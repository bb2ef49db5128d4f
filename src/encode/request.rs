use tracing::debug;

use crate::audio::track::AudioTrack;
use crate::foundation::core::Fps;
use crate::foundation::error::{NewsreelError, NewsreelResult};
use crate::render::frame::RenderedFrame;
use crate::timeline::plan::SceneTimeline;

/// Everything the encoder needs: one still per scene, how long each is shown, and the soundtrack.
#[derive(Clone, Debug, PartialEq)]
pub struct EncodingRequest {
    pub frames: Vec<RenderedFrame>,
    pub durations: Vec<f64>,
    pub audio: AudioTrack,
    pub fps: Fps,
}

impl EncodingRequest {
    /// Check sync and shape the timeline for the encoder.
    ///
    /// The video and audio lengths may differ by at most one frame interval.
    pub fn build(timeline: &SceneTimeline, audio: AudioTrack, fps: Fps) -> NewsreelResult<Self> {
        let first = timeline
            .scenes()
            .first()
            .ok_or_else(|| NewsreelError::validation("cannot encode an empty timeline"))?;
        let (width, height) = (first.frame.width, first.frame.height);
        for scene in timeline.scenes() {
            scene.frame.validate()?;
            if scene.frame.width != width || scene.frame.height != height {
                return Err(NewsreelError::validation(format!(
                    "scene {} is {}x{}, expected {width}x{height}",
                    scene.scene_index, scene.frame.width, scene.frame.height
                )));
            }
        }

        let video_secs = timeline.total_secs();
        let audio_secs = audio.duration_secs();
        let tolerance = fps.frame_duration_secs();
        let drift = (video_secs - audio_secs).abs();
        if drift.is_nan() || drift > tolerance {
            return Err(NewsreelError::sync(format!(
                "video is {video_secs:.3}s but audio is {audio_secs:.3}s (drift {drift:.3}s > {tolerance:.3}s)"
            )));
        }
        debug!(video_secs, audio_secs, drift, "audio/video in sync");

        Ok(Self {
            frames: timeline.scenes().iter().map(|s| s.frame.clone()).collect(),
            durations: timeline.durations(),
            audio,
            fps,
        })
    }

    pub fn width(&self) -> u32 {
        self.frames.first().map(|f| f.width).unwrap_or(0)
    }

    pub fn height(&self) -> u32 {
        self.frames.first().map(|f| f.height).unwrap_or(0)
    }

    pub fn total_secs(&self) -> f64 {
        self.durations.iter().sum()
    }
}

#[cfg(test)]
#[path = "../../tests/unit/encode/request.rs"]
mod tests;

==*==

[What you have to do] Look through the material above for the string "crate" and copy each line that has it.

[Response]
use crate::audio::track::AudioTrack;
use crate::foundation::core::Fps;
use crate::foundation::error::{NewsreelError, NewsreelResult};
use crate::render::frame::RenderedFrame;
use crate::timeline::plan::SceneTimeline;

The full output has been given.